In a beautiful gesture of remembrance, a Canadian high school student meticulously folded 6,000 origami cranes to honour the Muslims killed in the 2017 Quebec mosque shooting.
Arthur Thompson de la Chenelière was inspired by a Japanese cultural aspect that says 1,000 folded cranes will ensure one wish will come true.
He therefore folded 6,000 cranes—one thousand for each of the six victims—shaped them into a map of the earth, then encircled them with his wishes. Each wish is written in both French and Arabic.
One wish reads: “I hope that everyone will remember violent events like that of January 2017, to make sure it never happens again.”
Another says: “I hope everyone in the world learns to love and respect each other.”
The Islamic Cultural Centre of Quebec translated the wishes into Arabic.

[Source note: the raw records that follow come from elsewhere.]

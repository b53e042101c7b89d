//! Command token parsing into a resize request
//!
//! Tokens follow the `-key:value` convention (`-w:128`, `-infile:photo.png`)
//! rather than GNU-style options, so they are interpreted here instead of by
//! clap, which only captures them.

use std::path::PathBuf;
use crate::error::{Result, ResizerError};

const INFILE: &str = "-infile:";
const OUTFILE: &str = "-outfile:";
const WIDTH: &str = "-w:";
const HEIGHT: &str = "-h:";
const SMALLER_ONLY: &str = "-smalleron";
const CONFIG: &str = "-config:";

const VERBOSE: &str = "-verbose";
const DIMENSIONS_ONLY: &str = "-dimension";
const RECURSE: &str = "-s";

/// What the command line asks for
#[derive(Debug, Clone, PartialEq, Eq)]
pub enum Invocation {
    /// Show usage text and exit
    Help,
    /// Run a resize job
    Resize(ResizeRequest),
}

/// A parsed resize job; immutable once built
#[derive(Debug, Clone, Default, PartialEq, Eq)]
pub struct ResizeRequest {
    /// Input file or pattern (may contain `*` / `?`)
    pub input_path: String,
    /// Output file; `None` overwrites the input
    pub output_path: Option<PathBuf>,
    /// Target width, 0 when unspecified
    pub target_width: u32,
    /// Target height, 0 when unspecified
    pub target_height: u32,
    pub smaller_only: bool,
    pub verbose: bool,
    pub dimensions_only: bool,
    pub recurse_subdirectories: bool,
    /// Optional configuration file
    pub config_path: Option<PathBuf>,
}

impl ResizeRequest {
    /// Parse raw command tokens (program name excluded)
    pub fn parse<I, S>(tokens: I) -> Invocation
    where
        I: IntoIterator<Item = S>,
        S: AsRef<str>,
    {
        let tokens: Vec<String> = tokens.into_iter().map(|t| t.as_ref().to_string()).collect();

        if tokens.is_empty() || tokens.iter().any(|t| t == "/?" || t == "-h") {
            return Invocation::Help;
        }

        let input_path = prefixed_value(&tokens, INFILE)
            .or_else(|| tokens.iter().find(|t| !t.starts_with('-')).map(String::as_str))
            .unwrap_or_default()
            .to_string();

        let request = Self {
            input_path,
            output_path: prefixed_value(&tokens, OUTFILE)
                .filter(|v| !v.is_empty())
                .map(PathBuf::from),
            target_width: parse_dimension(prefixed_value(&tokens, WIDTH)),
            target_height: parse_dimension(prefixed_value(&tokens, HEIGHT)),
            smaller_only: prefixed_value(&tokens, SMALLER_ONLY).is_some(),
            verbose: has_flag(&tokens, VERBOSE),
            dimensions_only: has_flag(&tokens, DIMENSIONS_ONLY),
            recurse_subdirectories: has_flag(&tokens, RECURSE),
            config_path: prefixed_value(&tokens, CONFIG)
                .filter(|v| !v.is_empty())
                .map(PathBuf::from),
        };

        Invocation::Resize(request)
    }

    /// Reject requests that cannot run; no file is touched on error
    pub fn validate(&self) -> Result<()> {
        if self.input_path.is_empty() {
            return Err(ResizerError::usage("Error: Need to specify file"));
        }
        if self.target_width == 0 && self.target_height == 0 && !self.dimensions_only {
            return Err(ResizerError::usage("Error: Need to specify size"));
        }
        Ok(())
    }

    /// Whether the input names a wildcard pattern rather than one file
    pub fn is_pattern(&self) -> bool {
        crate::batch::is_pattern(&self.input_path)
    }
}

/// Value of the first token starting with `prefix` (ASCII case-insensitive)
fn prefixed_value<'a>(tokens: &'a [String], prefix: &str) -> Option<&'a str> {
    tokens.iter().find_map(|token| {
        let head = token.get(..prefix.len())?;
        head.eq_ignore_ascii_case(prefix).then(|| &token[prefix.len()..])
    })
}

fn has_flag(tokens: &[String], flag: &str) -> bool {
    tokens.iter().any(|t| t == flag)
}

/// Malformed or missing numbers mean "unspecified"
fn parse_dimension(value: Option<&str>) -> u32 {
    value.and_then(|v| v.trim().parse().ok()).unwrap_or(0)
}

Arthur spent 300 hours folding the cranes, then another 20 hours assembling the final piece. For him, it was a way to honour the dead and promote peace and harmony in the world, while acknowledging a community that he was closely connected to.
Two children of one of the victims, Azzedine Soufiane, attend the same school as Arthur.
“I realised how close these horrors were to me, and I wanted to do something about it,” he explained to CBC. “So I used my project to honour the people that died and denounce the horrors.”
On 29 January 2017, a lone gunman killed six worshippers at the Islamic Cultural Centre of Quebec City shortly after the end of evening prayers.
The victims were Ibrahima Barry, Mamadou Tanou Barry, Khaled Belkacemi, Aboubaker Thabti, Abdelkrim Hassane and Azzedine Soufiane. Soufiane, the father of Arthur’s classmates, was said to have prevented more deaths by charging the gunman.
Arthur’s piece is a wonderful way to remember them all, and a timely symbol of healing in light of such a loss.